When I was about fourteen I actually bought and paid for a book entitled The Parker Lifetime Treasury of Mystic and Occult Powers. I had already been studying magic through books about witchcraft, and wanted to try something new. The Parker book was a compilation of chapters from their various authors, so it had all sorts of toys I could play with.

It seemed to me that if even one of the "powers" in the book was True then it would be a good investment. And surely at least one of these powers had to have something going for it. I mean, they couldn't all be garbage, right? It's hard to believe I was ever that young.

Anyway, I took it home and diligently worked my way through the book. I read through the various "powers" and began to experiment. Over time I began to realize that, sure enough, these things were real and did work! I could actually get results with the a few of them. My favorite, though, was the New Avatar Power.

It seemed to me to be a chakra-based system, using visualization techniques to raise energy and words of power to control and release it. It had a system of colors associated with various desires for focusing the energy further before it was released.

It was fascinating and it was fun. Not just because it worked, but because through the power-raising visualization I got really good at feeling energy move around and through me. There were times I would complete the ritual for its own sake, using some goal like furthering my magical powers as an excuse.

The NAP became a part of my magical repertoire for years, only halting when I finally found myself one day reading about the western esoteric view of the Qabala.

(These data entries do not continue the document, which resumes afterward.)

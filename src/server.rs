//! HTTP server and graceful shutdown.
//!
//! On shutdown the server:
//! 1. Immediately stops `listener.accept()`, so no new connections are made.
//! 2. Closes idle keep-alive connections and lets in-flight requests finish.
//! 3. Returns from [`Server::serve`], which lets `main` exit cleanly.
//!
//! [`Server::serve`] shuts down on SIGTERM or Ctrl-C;
//! [`Server::serve_with_shutdown`] on any future the caller supplies, which
//! is how tests stop a server bound to an ephemeral port.

use std::future::Future;
use std::net::SocketAddr;
use std::sync::Arc;

use http::StatusCode;
use hyper::service::service_fn;
use hyper_util::rt::{TokioExecutor, TokioIo};
use hyper_util::server::conn::auto::Builder as ConnBuilder;
use hyper_util::server::graceful::GracefulShutdown;
use tokio::net::TcpListener;
use tracing::{Instrument, debug, error, info, info_span};

use crate::error::Error;
use crate::method::Method;
use crate::request::Request;
use crate::response::Response;
use crate::router::Router;

/// The HTTP server.
pub struct Server {
    listener: TcpListener,
}

impl Server {
    /// Binds to `addr` right away, so a port of `0` can be resolved with
    /// [`local_addr`](Server::local_addr) before serving.
    ///
    /// ```rust,no_run
    /// # async fn run() -> Result<(), stella::Error> {
    /// use stella::{Router, Server};
    ///
    /// let server = Server::bind("0.0.0.0:8080".parse().unwrap()).await?;
    /// server.serve(Router::new()).await
    /// # }
    /// ```
    pub async fn bind(addr: SocketAddr) -> Result<Self, Error> {
        let listener = TcpListener::bind(addr).await?;
        Ok(Self { listener })
    }

    pub fn local_addr(&self) -> Result<SocketAddr, Error> {
        Ok(self.listener.local_addr()?)
    }

    /// Serves `router` until SIGTERM or Ctrl-C, then drains in-flight
    /// requests.
    pub async fn serve(self, router: Router) -> Result<(), Error> {
        self.serve_with_shutdown(router, shutdown_signal()).await
    }

    /// Serves `router` until `signal` resolves, then drains in-flight
    /// requests.
    pub async fn serve_with_shutdown(
        self,
        router: Router,
        signal: impl Future<Output = ()>,
    ) -> Result<(), Error> {
        let addr = self.local_addr()?;
        let listener = self.listener;
        let router = Arc::new(router);

        info!(%addr, "stella listening");

        let builder = ConnBuilder::new(TokioExecutor::new());
        let graceful = GracefulShutdown::new();
        let mut tasks = tokio::task::JoinSet::new();

        tokio::pin!(signal);

        loop {
            tokio::select! {
                // Checked first so a shutdown stops accepting even while
                // connections are queued.
                biased;

                () = &mut signal => {
                    info!(in_flight = tasks.len(), "shutdown signal received, draining");
                    break;
                }

                res = listener.accept() => {
                    let (stream, remote_addr) = match res {
                        Ok(v) => v,
                        Err(e) => {
                            error!("accept error: {e}");
                            continue;
                        }
                    };

                    let router = Arc::clone(&router);
                    let io = TokioIo::new(stream);

                    // Called once per request on the connection.
                    let svc = service_fn(move |req| {
                        let router = Arc::clone(&router);
                        async move { dispatch(router, req, remote_addr).await }
                    });
                    let conn = builder.serve_connection_with_upgrades(io, svc);
                    let conn = graceful.watch(conn.into_owned());

                    tasks.spawn(async move {
                        if let Err(e) = conn.await {
                            error!(peer = %remote_addr, "connection error: {e}");
                        }
                    });
                }

                // Reap finished connection tasks so the set stays bounded.
                Some(_) = tasks.join_next(), if !tasks.is_empty() => {}
            }
        }

        // Idle connections close now; busy ones after their current response.
        graceful.shutdown().await;
        while tasks.join_next().await.is_some() {}

        info!("stella stopped");
        Ok(())
    }
}

// ── Request dispatch ──────────────────────────────────────────────────────────

/// Routes one request and produces one response.
///
/// Every failure becomes a status code here, so hyper never sees an error.
async fn dispatch(
    router: Arc<Router>,
    req: hyper::Request<hyper::body::Incoming>,
    remote_addr: SocketAddr,
) -> Result<http::Response<http_body_util::Full<bytes::Bytes>>, std::convert::Infallible> {
    let span = info_span!(
        "request",
        method = %req.method(),
        path = %req.uri().path(),
        peer = %remote_addr,
    );

    let response = async move {
        let Ok(method) = Method::try_from(req.method()) else {
            return Response::status(StatusCode::METHOD_NOT_ALLOWED);
        };
        let Some((handler, params)) = router.lookup(method, req.uri().path()) else {
            return Response::status(StatusCode::NOT_FOUND);
        };

        // Contract operations carry no request body.
        let (parts, _body) = req.into_parts();
        handler.call(Request::new(parts, params)).await
    }
    .instrument(span.clone())
    .await;

    span.in_scope(|| debug!(status = %response.status_code(), "responded"));
    Ok(response.into_inner())
}

// ── Shutdown signal ───────────────────────────────────────────────────────────

/// Resolves on the first SIGTERM or SIGINT (Ctrl-C). Ctrl-C only on Windows.
///
/// A signal handler that cannot be installed leaves its arm pending rather
/// than stopping the server.
async fn shutdown_signal() {
    let ctrl_c = async {
        if let Err(e) = tokio::signal::ctrl_c().await {
            error!("failed to install Ctrl-C handler: {e}");
            std::future::pending::<()>().await;
        }
    };

    #[cfg(unix)]
    let sigterm = async {
        match tokio::signal::unix::signal(tokio::signal::unix::SignalKind::terminate()) {
            Ok(mut sigterm) => {
                sigterm.recv().await;
            }
            Err(e) => {
                error!("failed to install SIGTERM handler: {e}");
                std::future::pending::<()>().await;
            }
        }
    };

    #[cfg(not(unix))]
    let sigterm = std::future::pending::<()>();

    tokio::select! {
        () = ctrl_c   => {}
        () = sigterm  => {}
    }
}
//! Outgoing HTTP response type and the [`IntoResponse`] conversion trait.
//!
//! Handlers build a [`Response`] and return it. Contract bindings never do
//! this by hand: the router encodes their reply through the codec registry
//! and wraps it with [`Response::encoded`].

use bytes::Bytes;
use http::header::{CONTENT_TYPE, HeaderValue};
use http::StatusCode;
use http_body_util::Full;

use crate::codec::{EncodedBody, MediaType};

// ── Response ─────────────────────────────────────────────────────────────────

/// An outgoing HTTP response.
///
/// # Shortcuts (200 OK or a bare status)
///
/// ```rust
/// use http::StatusCode;
/// use stella::Response;
///
/// Response::text("hello");
/// Response::status(StatusCode::NO_CONTENT);
/// ```
///
/// # Builder (custom status or media type)
///
/// ```rust
/// use http::StatusCode;
/// use stella::Response;
/// use stella::codec::MediaType;
///
/// Response::builder()
///     .status(StatusCode::UNAUTHORIZED)
///     .text("who are you?");
///
/// Response::builder()
///     .bytes(MediaType::new("application/octet-stream"), vec![0xff, 0xfe]);
/// ```
#[derive(Debug)]
pub struct Response {
    inner: http::Response<Full<Bytes>>,
}

impl Response {
    /// `200 OK` with `text/plain; charset=utf-8`.
    pub fn text(body: impl Into<String>) -> Self {
        Self::builder().text(body)
    }

    /// `200 OK` carrying a body produced by a codec.
    pub fn encoded(body: EncodedBody) -> Self {
        Self::builder().encoded(body)
    }

    /// Response with no body.
    pub fn status(code: StatusCode) -> Self {
        Self::builder().status(code).no_body()
    }

    /// Builder for responses that need a custom status or media type.
    pub fn builder() -> ResponseBuilder {
        ResponseBuilder { status: StatusCode::OK }
    }

    pub fn status_code(&self) -> StatusCode {
        self.inner.status()
    }

    pub(crate) fn into_inner(self) -> http::Response<Full<Bytes>> {
        self.inner
    }
}

// ── ResponseBuilder ───────────────────────────────────────────────────────────

/// Fluent builder for [`Response`].
///
/// Obtain via [`Response::builder()`]. Defaults to `200 OK`.
/// Terminated by a typed body method.
pub struct ResponseBuilder {
    status: StatusCode,
}

impl ResponseBuilder {
    pub fn status(mut self, code: StatusCode) -> Self {
        self.status = code;
        self
    }

    /// Terminate with a plain-text body (`text/plain; charset=utf-8`).
    pub fn text(self, body: impl Into<String>) -> Response {
        self.finish(MediaType::TEXT_PLAIN, Bytes::from(body.into()))
    }

    /// Terminate with raw bytes of the given media type.
    pub fn bytes(self, media_type: MediaType, body: impl Into<Bytes>) -> Response {
        self.finish(media_type, body.into())
    }

    /// Terminate with a codec-encoded body.
    pub fn encoded(self, body: EncodedBody) -> Response {
        self.finish(body.media_type, body.bytes)
    }

    /// Terminate with no body (e.g. `204 No Content`).
    pub fn no_body(self) -> Response {
        self.build(None, Bytes::new())
    }

    fn finish(self, media_type: MediaType, body: Bytes) -> Response {
        self.build(Some(media_type), body)
    }

    fn build(self, media_type: Option<MediaType>, body: Bytes) -> Response {
        let mut inner = http::Response::new(Full::new(body));
        *inner.status_mut() = self.status;

        if let Some(value) = media_type.and_then(|m| HeaderValue::try_from(m.to_string()).ok()) {
            inner.headers_mut().insert(CONTENT_TYPE, value);
        }
        Response { inner }
    }
}

// ── IntoResponse ──────────────────────────────────────────────────────────────

/// Conversion into an HTTP [`Response`].
///
/// Implement on your own types to return them directly from raw handlers
/// registered with [`Router::on`](crate::Router::on).
pub trait IntoResponse {
    fn into_response(self) -> Response;
}

impl IntoResponse for Response {
    fn into_response(self) -> Response { self }
}

impl IntoResponse for &'static str {
    fn into_response(self) -> Response { Response::text(self) }
}

impl IntoResponse for String {
    fn into_response(self) -> Response { Response::text(self) }
}

/// Return a [`StatusCode`] directly from a handler: `return StatusCode::NOT_FOUND`
impl IntoResponse for StatusCode {
    fn into_response(self) -> Response { Response::status(self) }
}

I realized that day that what I had been doing was an abbreviated, stripped down and, really, bastardized version of the middle pillar ritual.

From everything I read that day, NAP shouldn't have worked. There was no understanding of the sephiroth or the symbolism. There had been no "groundlaying" work such as the LBRP to "prepare" me for the energies of the middle pillar ritual. I certainly shouldn't have been able to use it to fling desires into the universe and expect results.

But I did. And they worked. According to -- I think it was Israel Regardie who wrote the book I was reading -- I should not have been able to make NAP work. But I did. I had proven it empirically.

I took days thinking about this and what it meant. I think it was in this time that I first realized that power lies not in words or techniques, but in the self. It seemed to me that I could use anything to work magic, because whatever I used was just a tool, an excuse to let my magic work.

When I look back on my life, it seems to me that this point is when I first realized that there is no such thing as Absolute Truth ™, but only those things that we choose to make true or false for ourselves.

I wasn't ready yet to really embrace the concept. I still had a lifetime worth of societal conditioning fighting against the idea, and it took me years to overcome that.

Still, it was with that silly book that I took my first steps on the path that would lead me to chaos magic. To this day I have kept it on my occult bookshelf, displayed proudly next to far more noteworthy texts. I even go back through it once in a while and play with the tools, just because I can.

It also led me to buy The Magic of Chant-o-Matics, but that's another story. . . .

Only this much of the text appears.